[Dataset entries]
· · ·

use std::error::Error;
use std::fmt;

macro_rules! err {
    ($base:expr, $msg:literal) => {
        $crate::error::VmError::with_context($base, $msg.to_string())
    };
    ($base:expr, $fmtstr:literal, $($args:tt)*) => {
        $crate::error::VmError::with_context($base, format!($fmtstr, $($args)*))
    };
}

macro_rules! fail {
    ($msg:literal) => {
        return Err($crate::error::VmError::new($msg))
    };
    (($msg:literal), ($context:literal)) => {
        return Err($crate::error::VmError::with_context($crate::error::VmError::new($msg), $context.to_string()))
    };
    ($fmtstr:literal, $($args:tt)*) => {
        return Err($crate::error::VmError::new(&format!($fmtstr, $($args)*)))
    };
    (($fmtstr:literal, $($args:tt)*), ($contextfmt:literal, $($contextargs:tt)*)) => {
        return Err($crate::error::VmError::with_context($crate::error::VmError::new(&format!($fmtstr, $($args)*)), format!($contextfmt, $($contextargs)*)))
    };
}

/// Error raised while loading or executing a method.
///
/// Contexts are pushed innermost first, so the rendered message reads
/// `"unknown opcode foo for line 3 of Lcom/Example;->run()V"`.
#[derive(Debug, PartialEq, Eq)]
pub struct VmError
{
    msg: String,
    contexts: Vec<String>,
}

impl VmError
{
    pub(crate) fn new(msg: &str) -> Self
    {
        VmError {
            msg: msg.to_string(),
            contexts: Vec::new(),
        }
    }

    pub(crate) fn with_context(base: VmError, context: String) -> Self
    {
        let mut contexts = base.contexts;
        contexts.push(context);
        VmError { msg: base.msg, contexts }
    }

    pub fn message(&self) -> &str
    {
        &self.msg
    }
}

impl fmt::Display for VmError
{
    fn fmt(&self, f: &mut fmt::Formatter<'_>) -> fmt::Result
    {
        write!(f, "{}", self.msg)?;
        let mut connector = " for ";
        for context in &self.contexts
        {
            write!(f, "{}{}", connector, context)?;
            connector = " of ";
        }
        Ok(())
    }
}

impl Error for VmError {}

/// The ancestry of a non-local type could not be resolved at all.
///
/// This means "cannot determine", which callers must keep apart from a plain `false`.
#[derive(Debug, Clone, PartialEq, Eq)]
pub struct UnknownAncestors
{
    pub class_name: String,
}

impl UnknownAncestors
{
    pub fn new(class_name: &str) -> Self
    {
        UnknownAncestors { class_name: class_name.to_string() }
    }
}

impl fmt::Display for UnknownAncestors
{
    fn fmt(&self, f: &mut fmt::Formatter<'_>) -> fmt::Result
    {
        write!(f, "unable to resolve ancestors of {}", self.class_name)
    }
}

impl Error for UnknownAncestors {}

impl From<UnknownAncestors> for VmError
{
    fn from(e: UnknownAncestors) -> Self
    {
        VmError::new(&e.to_string())
    }
}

· · ·

Work to be completed
The entries above must be output exactly, with every line preserved.

Answer to the problem
use std::error::Error;
use std::fmt;

macro_rules! err {
    ($base:expr, $msg:literal) => {
        $crate::error::VmError::with_context($base, $msg.to_string())
    };
    ($base:expr, $fmtstr:literal, $($args:tt)*) => {
        $crate::error::VmError::with_context($base, format!($fmtstr, $($args)*))
    };
}

macro_rules! fail {
    ($msg:literal) => {
        return Err($crate::error::VmError::new($msg))
    };
    (($msg:literal), ($context:literal)) => {
        return Err($crate::error::VmError::with_context($crate::error::VmError::new($msg), $context.to_string()))
    };
    ($fmtstr:literal, $($args:tt)*) => {
        return Err($crate::error::VmError::new(&format!($fmtstr, $($args)*)))
    };
    (($fmtstr:literal, $($args:tt)*), ($contextfmt:literal, $($contextargs:tt)*)) => {
        return Err($crate::error::VmError::with_context($crate::error::VmError::new(&format!($fmtstr, $($args)*)), format!($contextfmt, $($contextargs)*)))
    };
}

/// Error raised while loading or executing a method.
///
/// Contexts are pushed innermost first, so the rendered message reads
/// `"unknown opcode foo for line 3 of Lcom/Example;->run()V"`.
#[derive(Debug, PartialEq, Eq)]
pub struct VmError
{
    msg: String,
    contexts: Vec<String>,
}

impl VmError
{
    pub(crate) fn new(msg: &str) -> Self
    {
        VmError {
            msg: msg.to_string(),
            contexts: Vec::new(),
        }
    }

    pub(crate) fn with_context(base: VmError, context: String) -> Self
    {
        let mut contexts = base.contexts;
        contexts.push(context);
        VmError { msg: base.msg, contexts }
    }

    pub fn message(&self) -> &str
    {
        &self.msg
    }
}

impl fmt::Display for VmError
{
    fn fmt(&self, f: &mut fmt::Formatter<'_>) -> fmt::Result
    {
        write!(f, "{}", self.msg)?;
        let mut connector = " for ";
        for context in &self.contexts
        {
            write!(f, "{}{}", connector, context)?;
            connector = " of ";
        }
        Ok(())
    }
}

impl Error for VmError {}

/// The ancestry of a non-local type could not be resolved at all.
///
/// This means "cannot determine", which callers must keep apart from a plain `false`.
#[derive(Debug, Clone, PartialEq, Eq)]
pub struct UnknownAncestors
{
    pub class_name: String,
}

impl UnknownAncestors
{
    pub fn new(class_name: &str) -> Self
    {
        UnknownAncestors { class_name: class_name.to_string() }
    }
}

impl fmt::Display for UnknownAncestors
{
    fn fmt(&self, f: &mut fmt::Formatter<'_>) -> fmt::Result
    {
        write!(f, "unable to resolve ancestors of {}", self.class_name)
    }
}

impl Error for UnknownAncestors {}

impl From<UnknownAncestors> for VmError
{
    fn from(e: UnknownAncestors) -> Self
    {
        VmError::new(&e.to_string())
    }
}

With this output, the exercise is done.